Pollard has strong words for Ravens’ struggling defense

Safety Bernard Pollard walked into the middle of a throng of reporters Wednesday and didn’t hold back in the slightest.

The seven-year veteran had strong language, perhaps the kind not for younger ears or eyes, when talking about the performance of the Ravens defense this season.

Baltimore ranks 26th in the NFL in total defense (396.7 yards allowed per game), 26th in run defense and 22nd in pass defense. The Ravens let the Chiefs and Cowboys accumulate more than 200 yards on the ground each of the last two weeks, including a dubious Ravens record of 227 rushing yards allowed to Dallas.

Pollard indicated that both he and his defensive teammates are less than pleased with their play.

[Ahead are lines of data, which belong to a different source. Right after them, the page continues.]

pub mod advice;
pub mod config;
pub mod history;
pub mod run;
pub mod settings;
pub mod stats;
pub mod task;
pub mod timer;
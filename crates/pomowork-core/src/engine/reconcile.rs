//! Completion reconciler.
//!
//! Turns a consumed session into its history record and the next daily
//! stats. Everything is computed into fresh values first; the engine swaps
//! them in together with the countdown reset, so no observer ever sees a
//! record without its stats update or the other way round.

use chrono::{DateTime, Duration, Local, Utc};
use tracing::info;
use uuid::Uuid;

use crate::clock::date_key;
use crate::history::{HistoryLog, SessionRecord};
use crate::stats::DailyStats;
use crate::task::TaskBacklog;
use crate::timer::{SessionKind, SessionTimerState, TimerSettings};

pub(crate) struct Completion {
    pub record: SessionRecord,
    pub history: HistoryLog,
    pub stats: DailyStats,
}

pub(crate) struct CompletionInput<'a> {
    pub kind: SessionKind,
    pub now: DateTime<Local>,
    pub run: SessionTimerState,
    pub settings: &'a TimerSettings,
    pub tasks: &'a TaskBacklog,
    pub history: &'a HistoryLog,
    pub stats: &'a DailyStats,
}

pub(crate) fn reconcile(input: CompletionInput<'_>) -> Completion {
    let CompletionInput {
        kind,
        now,
        run,
        settings,
        tasks,
        history,
        stats,
    } = input;

    let end_time: DateTime<Utc> = now.with_timezone(&Utc);
    // Minutes are u32, so the seconds always fit in a TimeDelta.
    let duration = Duration::seconds(settings.duration_secs(kind) as i64);
    let start_time = end_time.checked_sub_signed(duration).unwrap_or(end_time);

    let task_label = match kind {
        SessionKind::Focus => tasks.effective_label().map(str::to_string),
        _ => None,
    };

    let record = SessionRecord {
        id: Uuid::new_v4().to_string(),
        kind,
        start_time,
        end_time,
        completed: true,
        task_label,
        is_clutch: run.is_clutch,
    };

    let today = date_key(now);
    info!(
        %kind,
        date = %today,
        clutch = record.is_clutch,
        task = record.task_label.as_deref().unwrap_or(""),
        "session completed"
    );

    Completion {
        history: history.with_prepended(record.clone()),
        stats: stats.with_completion(&today, kind),
        record,
    }
}
//! Coaching advice for the task at hand.
//!
//! Advice is advisory only: it never feeds back into timer state, and a
//! failed request just means nothing is shown.

mod debounce;
mod gemini;

pub use debounce::{AdviceDebouncer, AdviceUpdate};
pub use gemini::GeminiCoach;

use async_trait::async_trait;
use serde::{Deserialize, Serialize};

use crate::error::AdviceError;

/// One piece of coaching for a task.
#[derive(Debug, Clone, PartialEq, Eq, Serialize, Deserialize)]
#[serde(rename_all = "camelCase")]
pub struct Advice {
    pub tip: String,
    pub strategy: String,
    pub focus_mantra: String,
}

/// Something that can turn a task description into [`Advice`].
#[async_trait]
pub trait AdviceProvider: Send + Sync {
    async fn advise(&self, task: &str) -> Result<Advice, AdviceError>;
}

/// Reject descriptions too short to be worth a request.
pub fn check_task_length(task: &str, min_chars: usize) -> Result<(), AdviceError> {
    if task.trim().chars().count() < min_chars {
        return Err(AdviceError::TooShort { min: min_chars });
    }
    Ok(())
}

“We should be pissed off, and we are pissed off about the way we played - the things that we’ve put on film,” Pollard said. “We own it. We are going to fix it, and I think it starts with the preparation throughout the week. Things are going to change.”

Personnel-wise, they’re going to change right away because of the likely season-ending injuries suffered by Ray Lewis and Lardarius Webb. But that won’t make it easier on the unit.

Pollard said the rest of the team is ready to move on and strive to improve without them, however.

“This is this game. Injuries are going to happen. We cannot help who they happen to. Guys are going to get dinged up. Guys are going to get beat up. Guys are going to be lost for the season,” Pollard said. “It just so happens that we lost two great players on Sunday. Next man up - it’s been like that all year. We have been playing with a lot of guys. Like I continue to tell people, we are jelling as a defense. We are still continuing to jell, but I think it’s to a point now where we have to take a stand.

“We have to take a stand. Two weeks in a row, 200 freaking yards rushing? We have to take a stand on what we do. We have to walk out there with pride. We have to play pissed off. We have to. It’s a must. ... We have to support our offense and special teams getting the ball back to them. We cannot continue to ask our offense to go out there and put together these 35-, 40-point games. We can’t continue to do that, because it’s one-sided. We aren’t helping them.”

Pollard seemed aware of the quiet media buzz, perhaps a hum, that defensive coordinator Dean Pees could be in trouble because of the rough start to his first year in the position.

“Don’t blame the coach. Don’t blame the coach because the coach doesn’t play. Dean has made great calls. It’s about us going out there and executing. We have not been executing,” Pollard said. “We are tough and physical. Nobody can question the abilities that we have. We get pressure in the backfield. We had guys in the backfield numerous times, we just did not tackle, we did not execute. I think for us, like I said, we take that personally.

“The coaches have done a great job. They are here all day, every day, planning, putting things together for us to go out there and get the job done, but it’s on us to execute. They can’t push a button to make us wrap up and tackle. We are pros. We have to go out there and play like it.”